A escolha por essa via demonstra domínio de instrumentos financeiros sofisticados e evidencia uma mudança de mentalidade: sair de uma lógica reativa, centrada na judicialização da crise, para uma atuação propositiva, baseada em engenharia financeira, governança e acesso estruturado a capital.
Internamente, a condução dessa estratégia também promoveu uma evolução na governança do grupo. André Rotta assumiu protagonismo na integração entre as dimensões produtiva e financeira, implementando maior disciplina de custos, racionalização de operações e alinhamento estratégico de longo prazo.
Sua atuação direta na comercialização das safras reforça esse modelo integrado, no qual decisões agronômicas e financeiras passam a operar de forma coordenada — um diferencial competitivo em um ambiente marcado por instabilidade de preços, câmbio e custos de produção.
O caso do Grupo Rotta, portanto, não se limita a uma reestruturação bem-sucedida. Ele simboliza uma inflexão mais ampla no agronegócio brasileiro: a emergência de lideranças que compreendem que a sustentabilidade do negócio passa, necessariamente, pela combinação entre produção eficiente, governança sólida e inteligência financeira.
Ao conduzir o grupo nesse momento crítico sem recorrer à recuperação judicial, André Rotta se posiciona como um agente de transformação dentro do setor no agro. Sua atuação evidencia que existem caminhos alternativos viáveis e, muitas vezes, mais sustentáveis e seguros para enfrentar crises, sem comprometer as relações comerciais nem a reputação do Grupo Rotta, construída ao longo de décadas, priorizando soluções negociais legítimas e estruturadas com credores, bancos e fornecedores.
Em um Brasil que observa, com atenção, o aumento expressivo das recuperações judiciais no agro, sua estratégia projeta um modelo distinto: o de que a reestruturação pode e deve começar fora do Judiciário, com responsabilidade, técnica e respeito aos credores.

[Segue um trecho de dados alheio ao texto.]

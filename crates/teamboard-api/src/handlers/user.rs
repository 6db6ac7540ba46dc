//! User self-service handlers.

use axum::Json;
use axum::extract::State;

use teamboard_entity::user::User;

use crate::dto::request::UpdateProfileRequest;
use crate::dto::response::ApiResponse;
use crate::error::ApiError;
use crate::extractors::{AuthUser, ValidatedJson};
use crate::state::AppState;

/// GET /api/users/me
pub async fn get_profile(
    State(state): State<AppState>,
    auth: AuthUser,
) -> Result<Json<ApiResponse<User>>, ApiError> {
    let user = state.user_service.get_profile(&auth).await?;
    Ok(Json(ApiResponse::ok(user)))
}

/// PUT /api/users/me
pub async fn update_profile(
    State(state): State<AppState>,
    auth: AuthUser,
    ValidatedJson(req): ValidatedJson<UpdateProfileRequest>,
) -> Result<Json<ApiResponse<User>>, ApiError> {
    let user = state.user_service.update_profile(&auth, req.into()).await?;
    Ok(Json(ApiResponse::ok(user)))
}
//! Upstream movie database client
//!
//! Listings report at most `MAX_PAGE` pages, the deepest page the upstream
//! serves. Responses are cached in Redis for `MOVIE_CACHE_TTL` seconds. The cache is
//! best effort: when Redis is unavailable the request goes straight to the
//! upstream API.

use std::sync::Arc;
use std::time::Duration;

use common::cache::RedisCache;
use models::{Movie, MoviePage};
use reqwest::{Client, StatusCode};
use serde::de::DeserializeOwned;
use serde_json::Value;
use thiserror::Error;
use tracing::{debug, warn};

use crate::config::TmdbConfig;

/// Highest page number the upstream API serves
pub const MAX_PAGE: u32 = 500;

/// Upstream failures
#[derive(Error, Debug)]
pub enum TmdbError {
    #[error("Request failed: {0}")]
    Request(#[from] reqwest::Error),

    #[error("Resource not found")]
    NotFound,

    #[error("Upstream returned status {0}")]
    Upstream(u16),

    #[error("Failed to decode upstream response: {0}")]
    Decode(#[from] serde_json::Error),
}

/// Movie database client with a read-through cache
#[derive(Clone)]
pub struct TmdbClient {
    client: Client,
    config: Arc<TmdbConfig>,
    cache: RedisCache,
}

impl TmdbClient {
    /// Create a new client
    pub fn new(config: TmdbConfig, cache: RedisCache) -> Result<Self, TmdbError> {
        let client = Client::builder().timeout(Duration::from_secs(10)).build()?;

        Ok(TmdbClient {
            client,
            config: Arc::new(config),
            cache,
        })
    }

    /// Popular movies
    pub async fn popular(&self, page: u32) -> Result<MoviePage, TmdbError> {
        let page = page.to_string();
        self.get_page("/movie/popular", &[("page", page.as_str())])
            .await
    }

    /// Top rated movies
    pub async fn top_rated(&self, page: u32) -> Result<MoviePage, TmdbError> {
        let page = page.to_string();
        self.get_page("/movie/top_rated", &[("page", page.as_str())])
            .await
    }

    /// Search movies by title
    pub async fn search(&self, query: &str, page: u32) -> Result<MoviePage, TmdbError> {
        let page = page.to_string();
        self.get_page(
            "/search/movie",
            &[("query", query), ("page", page.as_str())],
        )
        .await
    }

    /// Movie details including videos
    pub async fn detail(&self, id: i64) -> Result<Movie, TmdbError> {
        self.get(&format!("/movie/{}", id), &[("append_to_response", "videos")])
            .await
    }

    async fn get_page(&self, path: &str, query: &[(&str, &str)]) -> Result<MoviePage, TmdbError> {
        let page = self.get(path, query).await?;
        Ok(cap_total_pages(page))
    }

    async fn get<T: DeserializeOwned>(
        &self,
        path: &str,
        query: &[(&str, &str)],
    ) -> Result<T, TmdbError> {
        let key = cache_key(&self.config.language, path, query);

        match self.cache.get_json::<Value>(&key).await {
            Ok(Some(cached)) => {
                debug!("Cache hit for {}", key);
                return Ok(serde_json::from_value(cached)?);
            }
            Ok(None) => {}
            Err(e) => warn!("Movie cache unavailable, bypassing: {}", e),
        }

        let url = format!("{}{}", self.config.base_url, path);
        let response = self
            .client
            .get(&url)
            .query(&[
                ("api_key", self.config.api_key.as_str()),
                ("language", self.config.language.as_str()),
            ])
            .query(query)
            .send()
            .await?;

        match response.status() {
            status if status.is_success() => {}
            StatusCode::NOT_FOUND => return Err(TmdbError::NotFound),
            status => return Err(TmdbError::Upstream(status.as_u16())),
        }

        let body: Value = response.json().await?;

        if let Err(e) = self
            .cache
            .set_json(&key, &body, Some(self.config.cache_ttl))
            .await
        {
            warn!("Failed to cache {}: {}", key, e);
        }

        Ok(serde_json::from_value(body)?)
    }
}

/// Whether the upstream serves `page`
pub fn is_servable_page(page: u32) -> bool {
    (1..=MAX_PAGE).contains(&page)
}

/// Listings report far more pages than the upstream will serve
fn cap_total_pages(mut page: MoviePage) -> MoviePage {
    page.total_pages = page.total_pages.min(MAX_PAGE);
    page
}

fn cache_key(language: &str, path: &str, query: &[(&str, &str)]) -> String {
    let params = query
        .iter()
        .map(|(k, v)| format!("{}={}", k, v))
        .collect::<Vec<_>>()
        .join("&");
    format!("tmdb:{}:{}?{}", language, path, params)
}

#[cfg(test)]
mod tests {
    use super::*;
    use axum::{Json, Router, extract::Query, routing::get};
    use common::cache::RedisConfig;
    use serde_json::json;
    use std::collections::HashMap;

    /// Upstream that reports far more pages than it serves
    async fn deep_listing_upstream() -> String {
        let app = Router::new().route(
            "/movie/popular",
            get(|Query(params): Query<HashMap<String, String>>| async move {
                let page: u32 = params.get("page").and_then(|p| p.parse().ok()).unwrap_or(1);
                Json(json!({
                    "page": page,
                    "results": [{"id": page, "title": "stub"}],
                    "total_pages": 48000,
                    "total_results": 960000
                }))
            }),
        );

        let listener = tokio::net::TcpListener::bind("127.0.0.1:0").await.unwrap();
        let addr = listener.local_addr().unwrap();
        tokio::spawn(async move {
            axum::serve(listener, app).await.unwrap();
        });
        format!("http://{}", addr)
    }

    fn client_for(base_url: String) -> TmdbClient {
        // nothing listens on port 1, so every cache call fails and is bypassed
        let cache = RedisCache::new(&RedisConfig {
            url: "redis://127.0.0.1:1".to_string(),
            key_prefix: "tmdb-test".to_string(),
        })
        .unwrap();

        TmdbClient::new(
            TmdbConfig {
                api_key: "test".to_string(),
                base_url,
                language: "ko-KR".to_string(),
                cache_ttl: 1,
            },
            cache,
        )
        .unwrap()
    }

    #[tokio::test]
    async fn test_last_servable_page_ends_the_listing() {
        let tmdb = client_for(deep_listing_upstream().await);

        let first = tmdb.popular(1).await.unwrap();
        assert_eq!(first.total_pages, MAX_PAGE);

        let last = tmdb.popular(MAX_PAGE).await.unwrap();
        assert_eq!(last.page, MAX_PAGE);
        assert_eq!(last.results[0].id, i64::from(MAX_PAGE));
        // a scroller at the last page must see nothing more to load
        assert!(last.page >= last.total_pages);
    }

    #[test]
    fn test_servable_pages() {
        assert!(!is_servable_page(0));
        assert!(is_servable_page(1));
        assert!(is_servable_page(MAX_PAGE));
        assert!(!is_servable_page(MAX_PAGE + 1));
    }

    #[test]
    fn test_total_pages_capped_to_servable_range() {
        let listing: MoviePage = serde_json::from_value(serde_json::json!({
            "page": 500,
            "results": [{"id": 500, "title": "마지막"}],
            "total_pages": 48000,
            "total_results": 960000
        }))
        .unwrap();

        let capped = cap_total_pages(listing);
        assert_eq!(capped.total_pages, MAX_PAGE);
        assert_eq!(capped.page, 500);
        assert_eq!(capped.total_results, 960000);

        let short = cap_total_pages(MoviePage::single(Vec::new()));
        assert_eq!(short.total_pages, 1);
    }

    #[test]
    fn test_cache_key_includes_language_and_query() {
        assert_eq!(
            cache_key("ko-KR", "/search/movie", &[("query", "괴물"), ("page", "2")]),
            "tmdb:ko-KR:/search/movie?query=괴물&page=2"
        );
        assert_ne!(
            cache_key("ko-KR", "/movie/popular", &[("page", "1")]),
            cache_key("en-US", "/movie/popular", &[("page", "1")])
        );
    }
}
//! Shared HTTP transport for the data clients

use std::sync::Arc;
use std::time::Duration;

use reqwest::{Client, RequestBuilder, StatusCode};
use serde_json::Value;
use tracing::warn;

use crate::{
    config::ClientConfig,
    error::{ClientError, ClientResult},
    session::AuthToken,
};

/// Thin wrapper around a reqwest client bound to the backend base URL
#[derive(Clone, Debug)]
pub struct ApiClient {
    client: Client,
    config: Arc<ClientConfig>,
}

impl ApiClient {
    /// Create a new API client
    pub fn new(config: ClientConfig) -> ClientResult<Self> {
        let client = Client::builder()
            .timeout(Duration::from_secs(config.timeout_seconds))
            .build()?;

        Ok(Self {
            client,
            config: Arc::new(config),
        })
    }

    pub fn base_url(&self) -> &str {
        &self.config.api_base_url
    }

    fn url(&self, path: &str) -> String {
        format!("{}{}", self.config.api_base_url, path)
    }

    pub(crate) fn get(&self, path: &str) -> RequestBuilder {
        self.client.get(self.url(path))
    }

    pub(crate) fn post(&self, path: &str) -> RequestBuilder {
        self.client.post(self.url(path))
    }

    pub(crate) fn delete(&self, path: &str) -> RequestBuilder {
        self.client.delete(self.url(path))
    }

    /// Attach a bearer token to a request
    pub(crate) fn authorized(request: RequestBuilder, token: &AuthToken) -> RequestBuilder {
        request.bearer_auth(token.as_str())
    }

    /// Send a request and return the raw JSON body
    ///
    /// Non-2xx responses become [`ClientError::Status`], using the backend's
    /// `error` message when one is present. Empty bodies yield `Value::Null`.
    pub(crate) async fn send(&self, request: RequestBuilder) -> ClientResult<Value> {
        let response = request.send().await?;
        let status = response.status();

        if !status.is_success() {
            let body = response.text().await.unwrap_or_default();
            let message = serde_json::from_str::<Value>(&body)
                .ok()
                .and_then(|v| v.get("error").and_then(Value::as_str).map(str::to_string))
                .unwrap_or_else(|| status.canonical_reason().unwrap_or("Request failed").to_string());

            warn!("Request failed with status {}: {}", status, message);
            return Err(ClientError::Status {
                status: status.as_u16(),
                message,
            });
        }

        if status == StatusCode::NO_CONTENT {
            return Ok(Value::Null);
        }

        let bytes = response.bytes().await?;
        if bytes.is_empty() {
            return Ok(Value::Null);
        }

        Ok(serde_json::from_slice(&bytes)?)
    }
}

Mais do que gerir uma crise, o jovem CEO revelou uma capacidade rara de conduzir uma mudança de lógica com precisão, lucidez e visão estratégica incomuns. Sua atuação, marcada por decisões firmes e leitura apurada de cenário, ganhou projeção nacional, com destaque em veículos como a FORBES AGRO e outros noticiários, despertando interesse sobre como conseguiu reverter um quadro adverso ao adotar uma abordagem contrária ao movimento predominante de recuperação judicial no agronegócio.
Não por acaso, sua liderança passou a ser observada com atenção em todo o país, consolidando-se como referência de estratégia, responsabilidade e capacidade de articulação em cenários de alta complexidade. Mais do que um caso de superação empresarial, sua atuação projeta um novo parâmetro para o setor: demonstra que é possível enfrentar crises com inteligência financeira, preservação da credibilidade e respeito aos credores, sem recorrer à via judicial. Com isso, redefine padrões no agronegócio brasileiro e desperta o interesse de todo o mercado em compreender os fundamentos de sua estratégia.